* **WHAT TO PRODUCE**:
Return each line of the listing in which the word "Unnamed" appears.

* **SOURCE INFORMATION**:

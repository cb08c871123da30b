//! Quizzes and assignments: XML documents labelled with a topic.

use crate::{
    keys::Namespace,
    quiz::{ParsedQuiz, QuizError, parse_quiz_xml},
    records::{
        service::RecordService,
        types::{
            CreatedRecord, FIELD_TOPIC, FIELD_XML, RecordError, XmlRecordItem, require_text,
            text_field, timestamp_field,
        },
    },
};

/// Topic stored when a quiz is saved without one.
pub const DEFAULT_QUIZ_TOPIC: &str = "Unnamed Quiz";
/// Topic stored when an assignment is saved without one.
pub const DEFAULT_ASSIGNMENT_TOPIC: &str = "Unnamed Assignment";

/// Generated quiz, raw and parsed.
#[derive(Debug, Clone, PartialEq, Eq, serde::Serialize)]
pub struct GeneratedQuiz {
    /// XML exactly as returned by the generator.
    pub raw_xml: String,
    /// Parsed structure.
    pub quiz: ParsedQuiz,
}

const fn default_topic(namespace: Namespace) -> &'static str {
    match namespace {
        Namespace::Assignments => DEFAULT_ASSIGNMENT_TOPIC,
        Namespace::Quizzes | Namespace::Materials => DEFAULT_QUIZ_TOPIC,
    }
}

impl RecordService {
    /// Save an XML document under the next key of `namespace`.
    pub async fn save_document(
        &self,
        namespace: Namespace,
        xml: &str,
        topic: Option<&str>,
    ) -> Result<CreatedRecord, RecordError> {
        let xml = require_text("xml", xml)?;
        let topic = topic
            .map(str::trim)
            .filter(|topic| !topic.is_empty())
            .unwrap_or(default_topic(namespace));
        self.create_record(
            namespace,
            vec![
                (FIELD_XML, xml.as_bytes().to_vec()),
                (FIELD_TOPIC, topic.as_bytes().to_vec()),
            ],
        )
        .await
    }

    /// List every document of `namespace`, newest first.
    pub async fn list_documents(
        &self,
        namespace: Namespace,
    ) -> Result<Vec<XmlRecordItem>, RecordError> {
        let mut items: Vec<XmlRecordItem> = self
            .load_namespace(namespace)
            .await?
            .into_iter()
            .map(|(key, fields)| XmlRecordItem {
                topic: text_field(&fields, FIELD_TOPIC)
                    .unwrap_or_else(|| default_topic(namespace).to_string()),
                timestamp: timestamp_field(&fields),
                xml: text_field(&fields, FIELD_XML).unwrap_or_default(),
                key,
            })
            .collect();
        items.sort_by(|a, b| b.timestamp.cmp(&a.timestamp).then_with(|| a.key.cmp(&b.key)));
        Ok(items)
    }

    /// Ask the quiz generator for a quiz on `topic` and parse it.
    pub async fn generate_quiz(&self, topic: &str) -> Result<GeneratedQuiz, QuizError> {
        let raw_xml = self.quizzes.generate(topic).await?;
        let quiz = parse_quiz_xml(&raw_xml)?;
        Ok(GeneratedQuiz { raw_xml, quiz })
    }
}

#[cfg(test)]
mod tests {
    use super::*;
    use crate::records::service::{LocatePolicy, test_support::*};
    use crate::records::types::now_timestamp;
    use crate::store::MemoryStore;
    use std::sync::Arc;

    #[tokio::test]
    async fn saved_document_round_trips_through_listing() {
        let store = Arc::new(MemoryStore::new());
        let (service, _, _) = service_with(store, ScriptedNamer::default(), FakeVectors::default());
        let before = now_timestamp();

        let created = service
            .save_document(Namespace::Quizzes, "<t/>", Some("T"))
            .await
            .expect("saved");
        let items = service.list_documents(Namespace::Quizzes).await.expect("list");

        assert_eq!(created.key, "tests:1");
        assert_eq!(items.len(), 1);
        assert_eq!(items[0].key, created.key);
        assert_eq!(items[0].xml, "<t/>");
        assert_eq!(items[0].topic, "T");
        assert!(items[0].timestamp >= before);
    }

    #[tokio::test]
    async fn blank_topic_falls_back_to_namespace_default() {
        let store = Arc::new(MemoryStore::new());
        let (service, _, _) = service_with(store, ScriptedNamer::default(), FakeVectors::default());

        service
            .save_document(Namespace::Assignments, "<a/>", Some("  "))
            .await
            .expect("assignment");
        service
            .save_document(Namespace::Quizzes, "<q/>", None)
            .await
            .expect("quiz");

        let assignments = service.list_documents(Namespace::Assignments).await.expect("list");
        assert_eq!(assignments[0].topic, DEFAULT_ASSIGNMENT_TOPIC);
        let quizzes = service.list_documents(Namespace::Quizzes).await.expect("list");
        assert_eq!(quizzes[0].topic, DEFAULT_QUIZ_TOPIC);
    }

    #[tokio::test]
    async fn empty_xml_is_rejected() {
        let store = Arc::new(MemoryStore::new());
        let (service, _, _) =
            service_with(store.clone(), ScriptedNamer::default(), FakeVectors::default());

        let error = service
            .save_document(Namespace::Quizzes, "", Some("T"))
            .await
            .expect_err("empty");
        assert!(matches!(error, RecordError::Validation(_)));
        assert_eq!(store.write_count(), 0);
    }

    #[tokio::test]
    async fn listing_is_newest_first() {
        let store = Arc::new(MemoryStore::new());
        store.seed("tests:1", &[("xml", b"<a/>"), ("timestamp", b"10")]).await;
        store.seed("tests:2", &[("xml", b"<b/>"), ("timestamp", b"30")]).await;
        store.seed("tests:3", &[("xml", b"<c/>"), ("timestamp", b"20")]).await;
        let (service, _, _) = service_with(store, ScriptedNamer::default(), FakeVectors::default());

        let keys: Vec<String> = service
            .list_documents(Namespace::Quizzes)
            .await
            .expect("list")
            .into_iter()
            .map(|item| item.key)
            .collect();
        assert_eq!(keys, vec!["tests:2", "tests:3", "tests:1"]);
    }

    #[tokio::test]
    async fn generate_quiz_parses_generator_output() {
        let store: Arc<MemoryStore> = Arc::new(MemoryStore::new());
        let reply = "Sure!\n<quiz><topic>Cells</topic>\
                     <question><text>What?</text></question></quiz>";
        let service = RecordService::new(
            store,
            Arc::new(ScriptedNamer::default()),
            Arc::new(FakeVectors::default()),
            Arc::new(FixedQuiz(Ok(reply.into()))),
        )
        .with_locate_policy(LocatePolicy::default());

        let generated = service.generate_quiz("Cells").await.expect("quiz");
        assert_eq!(generated.quiz.topic, "Cells");
        assert_eq!(generated.quiz.questions.len(), 1);
        assert!(generated.raw_xml.starts_with("Sure!"));
    }

    #[tokio::test]
    async fn generate_quiz_propagates_timeouts() {
        let service = RecordService::new(
            Arc::new(MemoryStore::new()),
            Arc::new(ScriptedNamer::default()),
            Arc::new(FakeVectors::default()),
            Arc::new(FixedQuiz(Err(|| QuizError::Timeout))),
        );

        assert!(matches!(service.generate_quiz("x").await, Err(QuizError::Timeout)));
    }
}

* **TASK RESULT**:
pub const DEFAULT_QUIZ_TOPIC: &str = "Unnamed Quiz";
pub const DEFAULT_ASSIGNMENT_TOPIC: &str = "Unnamed Assignment";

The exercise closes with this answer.